ゆっくり慣らせよと囁かれるがまま、差し入れた指を中で蠢かす。
そのまま続けて、と肩を掴む指に力が篭った。上体を屈めて不規則に息を吐く唇を貪る。肩から背へと回された腕は、溺れまいとしがみつくようだ。中を探る指を増やしながら、胸のあたりを撫で、弄る。
「ん・ン……ッ」
声が鼻に抜け、爪が服の上からベックマンの背に食い込む。躯が震えたのは、どこの刺激によるものなのか。咥えさせたままの指を動かしてやると、逃げるように腰を捩った。
腹筋から手を滑らせ、形を変え始めた前に触れてやる。引き攣った舌を存分に味わってやった。
「あ……、ま・て……っ」
深い口付けを解くと、抵抗する素振りを見せた。今度は何だというのか。
目元は朱に染まり、潤んでいる。その目で見つめるのは反則だろう。
ベッドに埋もれた躯を起こし、ベックマンと向き合う。そしてベックマンの両腕を掴み、腰を着かせた。
「こういうのは、公平じゃないと……」
妖しい微笑を浮かべたかと思うと、ベックマンのズボンを乱した。
「っ、おい……」
ベックマンの動揺に構わず、手を差し入れると中のものを顕わにした。躯を屈めると迷わず咥え、口で愛撫する。

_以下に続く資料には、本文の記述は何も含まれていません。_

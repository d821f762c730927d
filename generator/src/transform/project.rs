//! Monaco project descriptor assembly.

use crate::config::GeneratorConfig;
use crate::error::RenderResult;
use crate::models::{ConfigTemplate, ConfigType, ProjectConfig, ProjectDescriptor};

use super::monitor::MonitorRow;

impl ProjectDescriptor {
    /// Project with a single config pointing at the monitor JSON file.
    pub fn for_monitor(
        id: impl Into<String>,
        name: impl Into<String>,
        template: impl Into<String>,
        api: impl Into<String>,
    ) -> Self {
        Self {
            configs: vec![ProjectConfig {
                id: id.into(),
                config: ConfigTemplate {
                    name: name.into(),
                    template: template.into(),
                },
                config_type: ConfigType { api: api.into() },
            }],
        }
    }

    /// Descriptor for a resolved row, using the configured file name and api.
    pub fn from_row(row: &MonitorRow, config: &GeneratorConfig) -> Self {
        Self::for_monitor(
            &row.id,
            &row.name,
            &config.monitor_file_name,
            &config.api_category,
        )
    }

    pub fn to_yaml(&self) -> RenderResult<String> {
        Ok(serde_yaml::to_string(self)?)
    }
}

唇で、舌で、口腔の全てで包まれる。体積が増してゆくのが、己でもわかった。唇が蠢くたび、欲情が昂ぶる。
何とかして余裕を保ち、彼の名を呼ぶ。視線だけを上げたシャンクスに問いかけかけて――止めた。慣れているなと言った所で、彼の過去を知りたい訳ではないのだ。
代わりに行為を中断させ、腰に跨らせた。ひとつ口付けを落とすと、シャンクスの腰を己の上へと落としてゆく。オリーブオイルで慣らしたからなのか、ベックマンの大きさに馴染むのが早いように思われた。表情は苦しげだが痛みを堪えている風ではない。
口腔よりも熱い粘膜にすっかり包まれると、腰を掴んでゆるゆると揺さぶってやる。シャツの肩の辺りをぐしゃぐしゃに掴みながら、それでもシャンクスは自らでも動いた。
「ぅ……、ァ・アっ……も・っと……」
貪欲な望みを、ベックマンは叶える。シャンクスの律動を狂わせるように突き上げていっそう深くを穿つと、鳴声は絶え間なく漏れた。
「慣れてるな」
言うつもりのなかった言葉をうっかりと口にしてしまったのは、躯を放して息を整えていた最中のことだった。しまった、と思った時にはきょとんとした海色の瞳がベックマンを見上げている。言い訳を思いつくより先に、
「あんたは、初めての割に上手すぎる」
久し振りに気持ちヨかったと、乱れた前髪の下で深海の瞳が笑う。
「キスが上手い男はイイ男だよ」
シーツに埋もれた体を起こしてベックマンの頬に口付ける。そいつはどうもと額に返した。
「あんたは? 気持ちよかった?」
明け透けな問いかけに、煙草に伸ばしかけた手が止まった。微妙な間を置いた後「ああ」と短く返事を返す。シャンクスはまた「そいつは何より」と笑った。
「傷のおかげで、あんまりマトモな商売は出来なかったから」
時には数日の宿代価を躯で支払うこともあったと、事実に似合わぬ明るさで微笑む。ベックマンには到底考えられぬことだが、彼は今までどんな苦労をしてきたのだろう。
思いを馳せかけた時、顔を掴まれた。間近にシャンクスの真顔。
「同情は別にいらねェからさ」
「…………」
「顔に書いてあったよ」
案外正直者だなと笑い、唇を掠めるキスを仕掛けた。そうしてベックマンの眼を覗き込む。
「もう一回しても?」
答える代わりに、深い口付けを交わした。